Introduction

Non-contact injuries of the anterior cruciate ligament (ACL) are serious problems in recreational, amateur, and professional sports. Despite improved surgical and rehabilitation methods, ACL injury rates remain unacceptably high [1]. Rotational knee instabilities associated with ACL tears cannot always be fixed using isolated reconstruction of the ACL. Simultaneous ACL reconstruction with lateral extra-articular tenodesis (LET) according to Lemaire was initially addressed in patients with reinjury, extreme hyperlaxity or grade III pivot shift results [2]. Despite controversial opinions, the indication was later extended to competitive pivoting sports [3]. However, enhanced mechanical stability may be at the cost of altered neuromuscular control since ligament mechanoreceptors play an important role in muscle coordination and reflex regulation of joint stability [4]. Thus, our main goal was to identify voluntary and involuntary muscle properties of the knee extensor apparatus in a high-performance athlete after ACL injury and reconstruction surgery with LET. Also, we aimed at comparing the results to findings for a matched athlete without additional surgical stabilization.

Case Report

The participant examined was a 26-year-old male (mass 77 kg, height 178 cm) professional team-sport athlete who experienced a non-contact ACL rupture at the non-dominant side. Surgical reconstruction was performed using a quadrupled hamstring tendon autograft [5] and an additional LET (+LET) [6]. The assessments were performed at the time the athlete was approved for sport-specific training content by the treating physician at nine months after surgical intervention. For comparison purposes, data from a matched team-sport athlete without LET (–LET) was selected from the database of our laboratory. The protocol of the measurements was approved by the Institutional Review Board and conformed to the Helsinki declaration. Knee extensor contractions were performed seated on a custom chair with hip and knee joints at 90 degrees of flexion for five seconds at both sides [7]. Neuromuscular assessments comprised vastus lateralis muscle activity (root mean square, RMS and muscle fiber conduction velocity, CV) during maximal (MVC) and submaximal (20%, 40%, 60% and 80% MVC) voluntary isometric contractions as well as muscle twitch contractions before and after the 6-s MVC. Mechanical and electromyographical data were recorded in monopolar mode (ELSCH004, Spes Medica, Genoa, Italy) using the EMG-USB2+ system (OT Bioelettronica, Turin, Italy). Muscle twitches were elicited with indirect percutaneous stimulations of the femoral nerve using a muscle stimulator (Digitimer DS7A, Letchworth Garden City, UK). Single rectangular electrical stimuli of 400V and 1ms duration were applied to evoke resting (RTT) or potentiated (PTT) twitch torques before and after MVC, respectively. The maximum force was converted to torque and related to body mass. A force over amplitude (RMS) ratio was calculated for the MVC trial indicating neuromuscular efficiency [8]. The PTT was expressed as a percentage of the RTT. 

Results

Neither athlete showed rotational knee instability at the time of the neuromuscular assessments. Normalized quadriceps extensor torque values were between 3.61 and 4.05 Nm/kg. Both athletes achieved symmetrical extensor strength values (+LET: 92%, –LET: 107%). Neuromuscular efficiency was comparable between sides, with less force per unit of muscle activation in +LET (injured: 0.87 Nm/µV, uninjured: 0.82 Nm/µV) as compared with –LET (injured: 2.00 Nm/µV, uninjured: 2.35 Nm/µV).

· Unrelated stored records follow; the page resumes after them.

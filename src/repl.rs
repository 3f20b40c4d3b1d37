//! Interactive chat loop on stdin/stdout.

use crate::commands::chat::{self, ChatState};
use crate::commands::{auth, AppState};
use crate::conversation::{StartNewOutcome, WELCOME_TEXT};
use crate::db::models::Sender;
use std::io::Write;
use tokio::io::{AsyncBufReadExt, BufReader};

const HELP: &str = "\
Commands:
  /new          save this conversation and start a new one
  /history      list saved conversations
  /refresh      reload saved conversations from the server
  /open <n>     view saved conversation n (read-only)
  /delete <n>   delete saved conversation n
  /logout       forget the session and leave
  /quit         leave
Anything else is sent to the translator.";

#[derive(Debug, PartialEq, Eq)]
pub enum ReplInput {
    Text(String),
    New,
    History,
    Refresh,
    Open(usize),
    Delete(usize),
    Logout,
    Help,
    Quit,
    Invalid(String),
}

impl ReplInput {
    pub fn parse(line: &str) -> Self {
        let trimmed = line.trim();
        let Some(command) = trimmed.strip_prefix('/') else {
            return ReplInput::Text(line.to_string());
        };
        let mut parts = command.split_whitespace();
        let name = parts.next().unwrap_or_default();
        let position = parts.next().map(str::parse::<usize>);

        match (name, position) {
            ("new", None) => ReplInput::New,
            ("history", None) => ReplInput::History,
            ("refresh", None) => ReplInput::Refresh,
            ("open", Some(Ok(n))) => ReplInput::Open(n),
            ("delete", Some(Ok(n))) => ReplInput::Delete(n),
            ("logout", None) => ReplInput::Logout,
            ("help", None) => ReplInput::Help,
            ("quit" | "exit", None) => ReplInput::Quit,
            ("open" | "delete", _) => ReplInput::Invalid(format!("Usage: /{} <n>", name)),
            _ => ReplInput::Invalid(format!("Unknown command /{} (try /help)", name)),
        }
    }
}

/// Tracks what part of the conversation is already on screen.
#[derive(Default)]
struct Transcript {
    generation: u64,
    shown: usize,
}

impl Transcript {
    fn print_new(&mut self, chat: &ChatState) {
        let conv = &chat.conversation;
        if conv.generation() != self.generation {
            self.generation = conv.generation();
            self.shown = 0;
            if conv.show_welcome() {
                println!("{}", WELCOME_TEXT);
            }
        }
        for msg in &conv.messages()[self.shown..] {
            match msg.sender {
                Sender::You => println!("  You: {}", msg.text),
                Sender::Chatbot => println!("  Chatbot: {}", msg.text),
            }
        }
        self.shown = conv.messages().len();
    }
}

fn alert(message: &str) {
    eprintln!("! {}", message);
}

fn print_history(chat: &ChatState) {
    if chat.history.is_empty() {
        println!("No saved conversations.");
        return;
    }
    for (i, entry) in chat.history.entries().iter().enumerate() {
        let marker = match &entry.chat_id {
            Some(id) if chat.conversation.is_showing(id) => "*",
            _ => " ",
        };
        println!("{}{:>3}. {} {}", marker, i + 1, entry.display_date(), entry.preview());
    }
}

pub async fn run_chat(state: &AppState) -> anyhow::Result<()> {
    let mut chat = ChatState::load(state);
    if let Err(message) = chat::refresh_history(state, &mut chat).await {
        alert(&message);
    }

    let mut transcript = Transcript::default();
    if chat.conversation.show_welcome() {
        println!("{}", WELCOME_TEXT);
    }
    println!("Type /help for commands.");

    let mut lines = BufReader::new(tokio::io::stdin()).lines();
    loop {
        if chat.conversation.input_enabled() {
            print!("> ");
        } else {
            print!("(read-only, /new to chat) > ");
        }
        std::io::stdout().flush()?;

        let Some(line) = lines.next_line().await? else {
            break;
        };

        match ReplInput::parse(&line) {
            ReplInput::Text(text) => {
                if let Err(message) = chat::send_message(state, &mut chat, &text).await {
                    alert(&message);
                }
            }
            ReplInput::New => match chat::start_new_conversation(state, &mut chat).await {
                Ok(done) => {
                    if done.value == StartNewOutcome::Saved {
                        println!("Conversation saved.");
                    }
                    if let Some(message) = done.refresh_alert {
                        alert(&message);
                    }
                }
                Err(message) => alert(&message),
            },
            ReplInput::History => print_history(&chat),
            ReplInput::Refresh => match chat::refresh_history(state, &mut chat).await {
                Ok(_) => print_history(&chat),
                Err(message) => alert(&message),
            },
            ReplInput::Open(n) => {
                if let Err(message) = chat::view_chat_history(&mut chat, n) {
                    alert(&message);
                }
            }
            ReplInput::Delete(n) => match chat::delete_chat_history(state, &mut chat, n).await {
                Ok(done) => {
                    println!("Chat history deleted successfully");
                    if let Some(message) = done.refresh_alert {
                        alert(&message);
                    }
                }
                Err(message) => alert(&message),
            },
            ReplInput::Logout => {
                match auth::logout(state) {
                    Ok(()) => println!("Logged out."),
                    Err(message) => alert(&message),
                }
                break;
            }
            ReplInput::Help => println!("{}", HELP),
            ReplInput::Quit => break,
            ReplInput::Invalid(message) => alert(&message),
        }
        transcript.print_new(&chat);
    }
    Ok(())
}

#[cfg(test)]
mod tests {
    use super::*;

    #[test]
    fn test_parse_commands() {
        assert_eq!(ReplInput::parse("/new"), ReplInput::New);
        assert_eq!(ReplInput::parse("  /open 3 "), ReplInput::Open(3));
        assert_eq!(ReplInput::parse("/delete 1"), ReplInput::Delete(1));
        assert_eq!(ReplInput::parse("/exit"), ReplInput::Quit);
    }

    #[test]
    fn test_parse_text_is_passed_through() {
        assert_eq!(
            ReplInput::parse("French for 'cat'"),
            ReplInput::Text("French for 'cat'".into())
        );
        assert_eq!(ReplInput::parse("   "), ReplInput::Text("   ".into()));
    }

    #[test]
    fn test_parse_bad_commands() {
        assert_eq!(
            ReplInput::parse("/open two"),
            ReplInput::Invalid("Usage: /open <n>".into())
        );
        assert!(matches!(ReplInput::parse("/dance"), ReplInput::Invalid(_)));
    }
}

Figure 1: Side comparisons of vastus lateralis muscle fiber conduction velocity at different contraction intensities. Note the different scale on the y-axes.

The CV increased with increasing contraction intensity (Figure 1). At the injured side, the +LET achieved CV values of between 73 and 85 percent of the uninjured side, with higher deviations at higher contraction intensities. The MVC task led to a post-tetanic potentiation with markedly lower PTT values in +LET as compared with –LET (Figure 2).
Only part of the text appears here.